Spring break will occur between April 13 and 17th as originally scheduled.
Last week, amid growing concerns about the COVID-19 coronavirus, the Charlotte Mecklenburg Schools Board of Education voted to move spring break from April to March. The move was intended as a way to give teachers time to prepare online classes and give officials time to prepare a response to the coronavirus.
Following North Carolina Governor Roy Cooper's declaration to close public schools statewide, CMS' earlier decision to move spring break to March 23 was redundant and reversed Monday.
During Monday night's second emergency meeting, school district officials discussed the need for supplemental work that would not be graded or mandated for completion.
While the plan was still being finalized, students between kindergarten and third grade would seek educational materials on the school district website and social media. Students between fourth grade and high school would access materials on their chrome books and packets sent home with work.
The district was seeking solutions to help students without Internet at home.
All students can obtain printed, educational material at any one of the 70 sites that will also be disturbing free meals to students.
Spectrum is also providing students 60 days of free wi-fi access, where available, to help with school assignments.
The district said over the past 3 years, they handed out over 10,000 hot spots to high school students.
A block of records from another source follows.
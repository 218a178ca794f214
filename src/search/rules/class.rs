//! LRIG restriction and SIGNI class rules.
//!
//! Class names are stored canonically (Japanese) on card records; query
//! tokens are compared against the lower-cased localized label.

use smallvec::SmallVec;

use crate::cards::{CardRecord, CardType};
use crate::search::keywords;
use crate::search::rule::{accept_all, Predicate, Rule, RuleKind, SearchContext};
use crate::search::tokenizer::TokenBuffer;

/// Matches by LRIG class: the LRIG's own classes, or a card's `limiting`.
///
/// A trailing `+` on the class token (`tama+`) also admits cards with no
/// restriction at all.
#[derive(Clone, Copy, Debug, Default)]
pub struct LimitingRule;

impl Rule for LimitingRule {
    fn kind(&self) -> RuleKind {
        RuleKind::Limiting
    }

    fn parse<'a>(&self, tokens: &mut TokenBuffer, ctx: &SearchContext<'a>) -> Predicate<'a> {
        let locale = ctx.locale;
        let claimed: SmallVec<[(&'static str, bool); 2]> = tokens
            .claim(|token| {
                keywords::LRIG_CLASSES.iter().find_map(|&class| {
                    let label = locale.class_label(class);
                    if token == label {
                        Some((class, false))
                    } else if token.strip_suffix('+') == Some(label.as_str()) {
                        Some((class, true))
                    } else {
                        None
                    }
                })
            })
            .into_iter()
            .collect();
        if claimed.is_empty() {
            return accept_all();
        }

        let include_open = claimed.iter().any(|&(_, open)| open);
        let classes: SmallVec<[&'static str; 2]> =
            claimed.into_iter().map(|(class, _)| class).collect();
        Box::new(move |record: &CardRecord| {
            if record.card_type == CardType::Lrig {
                return classes.iter().any(|class| record.classes.iter().any(|c| c == class));
            }
            if record.limiting.is_none() {
                return include_open;
            }
            record.limitings().any(|l| classes.contains(&l))
        })
    }
}

/// Matches SIGNI classes.
#[derive(Clone, Copy, Debug, Default)]
pub struct ClassRule;

impl Rule for ClassRule {
    fn kind(&self) -> RuleKind {
        RuleKind::Class
    }

    fn parse<'a>(&self, tokens: &mut TokenBuffer, ctx: &SearchContext<'a>) -> Predicate<'a> {
        let locale = ctx.locale;
        // Labels like "Water Beast" are typed without the space.
        let labels: Vec<(&'static str, String)> = keywords::SIGNI_CLASSES
            .iter()
            .map(|&class| (class, locale.class_label(class).replace(' ', "")))
            .collect();
        let classes: SmallVec<[&'static str; 2]> = tokens
            .claim(|token| {
                labels
                    .iter()
                    .find(|(_, label)| label == token)
                    .map(|&(class, _)| class)
            })
            .into_iter()
            .collect();
        if classes.is_empty() {
            return accept_all();
        }

        Box::new(move |record: &CardRecord| {
            classes.iter().any(|class| record.classes.iter().any(|c| c == class))
        })
    }
}
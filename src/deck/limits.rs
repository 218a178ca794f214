//! Deck size and copy limits.

/// Exact size of a legal main deck.
pub const MAIN_DECK_SIZE: usize = 40;

/// Maximum size of a legal LRIG deck.
pub const LRIG_DECK_MAX: usize = 10;

/// Main deck size an editor or import will hold.
pub const MAIN_DECK_SOFT_CAP: usize = 50;

/// LRIG deck size an editor or import will hold.
pub const LRIG_DECK_SOFT_CAP: usize = 20;

/// Copies allowed per canonical card.
pub const MAX_COPIES: usize = 4;

/// Life burst cards required in a legal main deck.
pub const BURST_COUNT: usize = 20;
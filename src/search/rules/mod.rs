//! The built-in rules, in the order the engine applies them.
//!
//! Earlier rules claim ambiguous tokens first. The bare-number and name
//! rules come last so every specific keyword gets a chance before them.

mod ability;
mod class;
mod numeric;
mod text;
mod textual;

pub use ability::{CrossRule, NoBurstRule, SkillRule, TimmingRule};
pub use class::{ClassRule, LimitingRule};
pub use numeric::{NumberRule, NumericRule};
pub use text::{IllustRule, NameRule, WxidRule};
pub use textual::{TextMatch, TextualRule};

use super::rule::Rule;

/// The default 19-rule pipeline.
#[must_use]
pub fn default_rules() -> Vec<Box<dyn Rule>> {
    vec![
        Box::new(TextualRule::color()),
        Box::new(TextualRule::card_type()),
        Box::new(TextualRule::rarity()),
        Box::new(TextualRule::rise()),
        Box::new(TextualRule::trap()),
        Box::new(TextualRule::acce()),
        Box::new(SkillRule),
        Box::new(NoBurstRule),
        Box::new(CrossRule),
        Box::new(TimmingRule),
        Box::new(LimitingRule),
        Box::new(ClassRule),
        Box::new(NumericRule::power()),
        Box::new(NumericRule::level()),
        Box::new(NumericRule::limit()),
        Box::new(NumberRule),
        Box::new(IllustRule),
        Box::new(WxidRule),
        Box::new(NameRule),
    ]
}

#[cfg(test)]
mod tests {
    use super::*;
    use crate::search::RuleKind;

    #[test]
    fn test_default_order() {
        let kinds: Vec<_> = default_rules().iter().map(|r| r.kind()).collect();
        assert_eq!(kinds.len(), 19);
        assert_eq!(kinds[0], RuleKind::Color);
        assert_eq!(kinds[15], RuleKind::Number);
        assert_eq!(kinds[18], RuleKind::Name);
    }
}
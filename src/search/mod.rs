//! Free-text card search.
//!
//! A query is lower-cased and split on whitespace. Each rule of the
//! pipeline claims the tokens it recognizes and produces a predicate;
//! whatever is left over is matched against card names. Results are the
//! records every predicate accepts, in store order.
//!
//! ## Key Types
//!
//! - `QueryEngine`: Runs queries against a `CardSource`
//! - `CompiledQuery`: Parsed predicates plus the per-rule claim report
//! - `Rule`: One stage of the pipeline
//! - `TokenBuffer`: Tokens not yet claimed by any rule
//! - `NumericRange`: `>=N`, `<N`, `A-B`, `N+` style ranges

pub mod engine;
pub mod keywords;
pub mod normalize;
pub mod range;
pub mod rule;
pub mod rules;
pub mod tokenizer;

pub use engine::{CompiledQuery, QueryEngine, RuleClaim};
pub use normalize::normalize_name;
pub use range::NumericRange;
pub use rule::{accept_all, NumericField, Predicate, Rule, RuleKind, SearchContext, TextField};
pub use rules::default_rules;
pub use tokenizer::TokenBuffer;
//! Decks: legality checks, file format, named storage, and editing.
//!
//! ## Key Types
//!
//! - `Deck`: Main deck and LRIG deck as printing ID lists
//! - `DeckValidator`: Pure legality checks against a card store
//! - `FormatRestriction`: Banned combinations and per-card quotas
//! - `DeckLibrary`: Named decks over a `KeyValueStore`
//! - `DeckEditor`: Editing session with soft caps and default ordering

pub mod editor;
pub mod file;
pub mod library;
pub mod limits;
pub mod restriction;
pub mod text;
pub mod validator;

use serde::{Deserialize, Serialize};

use crate::cards::{CardType, Pid};

pub use editor::DeckEditor;
pub use file::{export_deck, import_deck, DeckFileError, DECK_FORMAT};
pub use library::{
    starter_deck, DeckLibrary, KeyValueStore, LibraryError, MemoryKeyValueStore, STARTER_DECK_NAME,
};
pub use restriction::{FormatRestriction, Quota, RestrictionError};
pub use text::deck_to_text;
pub use validator::{DeckReport, DeckValidator};

/// A deck as printing IDs, in deck order.
#[derive(Clone, Debug, Default, PartialEq, Eq, Serialize, Deserialize)]
#[serde(rename_all = "camelCase")]
pub struct Deck {
    pub main_deck: Vec<Pid>,
    pub lrig_deck: Vec<Pid>,
}

impl Deck {
    #[must_use]
    pub fn new(main_deck: Vec<Pid>, lrig_deck: Vec<Pid>) -> Self {
        Self {
            main_deck,
            lrig_deck,
        }
    }

    /// Pids of one section.
    #[must_use]
    pub fn section(&self, section: DeckSection) -> &[Pid] {
        match section {
            DeckSection::Main => &self.main_deck,
            DeckSection::Lrig => &self.lrig_deck,
        }
    }

    /// Main deck followed by LRIG deck.
    pub fn all(&self) -> impl Iterator<Item = Pid> + '_ {
        self.main_deck.iter().chain(&self.lrig_deck).copied()
    }

    /// Total cards in both sections.
    #[must_use]
    pub fn len(&self) -> usize {
        self.main_deck.len() + self.lrig_deck.len()
    }

    #[must_use]
    pub fn is_empty(&self) -> bool {
        self.main_deck.is_empty() && self.lrig_deck.is_empty()
    }
}

/// The two parts of a deck.
#[derive(Clone, Copy, Debug, PartialEq, Eq, Hash)]
pub enum DeckSection {
    Main,
    Lrig,
}

impl DeckSection {
    /// Section a card type belongs to.
    #[must_use]
    pub const fn for_type(card_type: CardType) -> Self {
        if card_type.is_lrig_deck_type() {
            Self::Lrig
        } else {
            Self::Main
        }
    }

    /// Most cards an editing session holds in this section.
    #[must_use]
    pub const fn soft_cap(self) -> usize {
        match self {
            Self::Main => limits::MAIN_DECK_SOFT_CAP,
            Self::Lrig => limits::LRIG_DECK_SOFT_CAP,
        }
    }
}
//! Free-text rules: illustrator, printing code, and card name.

use smallvec::SmallVec;

use crate::cards::CardRecord;
use crate::search::keywords;
use crate::search::normalize::normalize_name;
use crate::search::rule::{accept_all, Predicate, Rule, RuleKind, SearchContext};
use crate::search::tokenizer::TokenBuffer;

/// `illust:<name>` - substring match on the illustrator.
#[derive(Clone, Copy, Debug, Default)]
pub struct IllustRule;

impl IllustRule {
    fn parse_token(token: &str) -> Option<String> {
        let rest = keywords::ILLUST
            .iter()
            .find_map(|prefix| token.strip_prefix(prefix))?;
        match rest.strip_prefix(':') {
            Some(value) if !value.is_empty() => Some(value.to_string()),
            _ if !rest.is_empty() => Some(rest.to_string()),
            _ => None,
        }
    }
}

impl Rule for IllustRule {
    fn kind(&self) -> RuleKind {
        RuleKind::Illust
    }

    fn parse<'a>(&self, tokens: &mut TokenBuffer, _ctx: &SearchContext<'a>) -> Predicate<'a> {
        let illusts = tokens.claim(Self::parse_token);
        if illusts.is_empty() {
            return accept_all();
        }

        Box::new(move |record: &CardRecord| {
            let illust = record.illust.to_lowercase();
            illusts.iter().any(|name| illust.contains(name.as_str()))
        })
    }
}

/// Printing code prefix such as `wx01-001`, `wd03`, `pr-120`, `sp05-01a`.
#[derive(Clone, Copy, Debug, Default)]
pub struct WxidRule;

impl WxidRule {
    /// Normalize a printing-code token to `set-variant`.
    ///
    /// Sets: `wxNN`, `wdNN`, `spNN`, `pr`. Variants: `re`/`cb` with up to
    /// two digits, or up to three digits with an optional `a`/`b`. The
    /// dash between them is optional in the token.
    #[must_use]
    pub fn parse_token(token: &str) -> Option<String> {
        let (set, rest) = split_set(token)?;
        let variant = rest.strip_prefix('-').unwrap_or(rest);
        is_variant(variant).then(|| format!("{set}-{variant}"))
    }
}

fn split_set(token: &str) -> Option<(&str, &str)> {
    for prefix in ["wx", "wd", "sp"] {
        if let Some(rest) = token.strip_prefix(prefix) {
            let digits = rest.get(..2)?;
            if digits.bytes().all(|b| b.is_ascii_digit()) {
                return Some((&token[..4], &rest[2..]));
            }
            return None;
        }
    }
    token.strip_prefix("pr").map(|rest| ("pr", rest))
}

fn is_variant(v: &str) -> bool {
    let short_digits = |s: &str, max: usize| s.len() <= max && s.bytes().all(|b| b.is_ascii_digit());
    if let Some(n) = v.strip_prefix("re").or_else(|| v.strip_prefix("cb")) {
        return short_digits(n, 2);
    }
    let digits = v.strip_suffix(['a', 'b']).unwrap_or(v);
    short_digits(digits, 3)
}

impl Rule for WxidRule {
    fn kind(&self) -> RuleKind {
        RuleKind::Wxid
    }

    fn parse<'a>(&self, tokens: &mut TokenBuffer, _ctx: &SearchContext<'a>) -> Predicate<'a> {
        let prefixes = tokens.claim(Self::parse_token);
        if prefixes.is_empty() {
            return accept_all();
        }

        Box::new(move |record: &CardRecord| {
            let wxid = record.wxid.to_lowercase();
            prefixes.iter().any(|prefix| wxid.starts_with(prefix.as_str()))
        })
    }
}

/// Catch-all: every remaining token is a name fragment.
///
/// `a|b` is an OR-group within one token; separate tokens must all match.
/// Runs of `|` count as one separator. A leading or trailing `|` adds an
/// empty alternative, which matches every name.
#[derive(Clone, Copy, Debug, Default)]
pub struct NameRule;

impl Rule for NameRule {
    fn kind(&self) -> RuleKind {
        RuleKind::Name
    }

    fn parse<'a>(&self, tokens: &mut TokenBuffer, ctx: &SearchContext<'a>) -> Predicate<'a> {
        let groups: Vec<SmallVec<[String; 2]>> = tokens
            .claim_rest()
            .iter()
            .filter(|word| !word.starts_with('|') && !word.ends_with('|'))
            .map(|word| {
                word.split('|')
                    .filter(|alt| !alt.is_empty())
                    .map(normalize_name)
                    .collect::<SmallVec<[String; 2]>>()
            })
            .filter(|alts| alts.iter().all(|alt| !alt.is_empty()))
            .collect();
        if groups.is_empty() {
            return accept_all();
        }

        let locale = ctx.locale;
        Box::new(move |record: &CardRecord| {
            let name = normalize_name(&locale.card_name(record));
            groups
                .iter()
                .all(|group| group.iter().any(|alt| name.contains(alt.as_str())))
        })
    }
}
They have additional hot spots to distribute but not enough for all students in need of home Internet access.
"There is a lot going on but this plan I think will help students as much socially, and emotionally, as it will academically," said Brian Kingsley, the Chief Academic Officer for CMS.
The district has not yet decided the fate of third-quarter grades, or the possibility that the school year may have to be expanded.
"We want to be clear that these courses are supplemental in nature," CMS Board Member Margaret Marshall said. "They should not be graded, they should not be mandated or required for completion. But they are opportunities for students to go deeper with learning."
For teachers and staff, the goal is to have everyone who can work remotely, to be doing so by Wednesday.
Tuesday will be the last day for teachers to go to schools to get anything they need.
WCNC Charlotte has also learned that if a CMS employee gets the coronavirus, and is mandated to isolate or self-quarantine, they will be paid as usual and will not need to tap into their sick time.
South Carolina Governor Henry McMaster has also closed public schools in his state.
Many colleges have moved instructions online as well.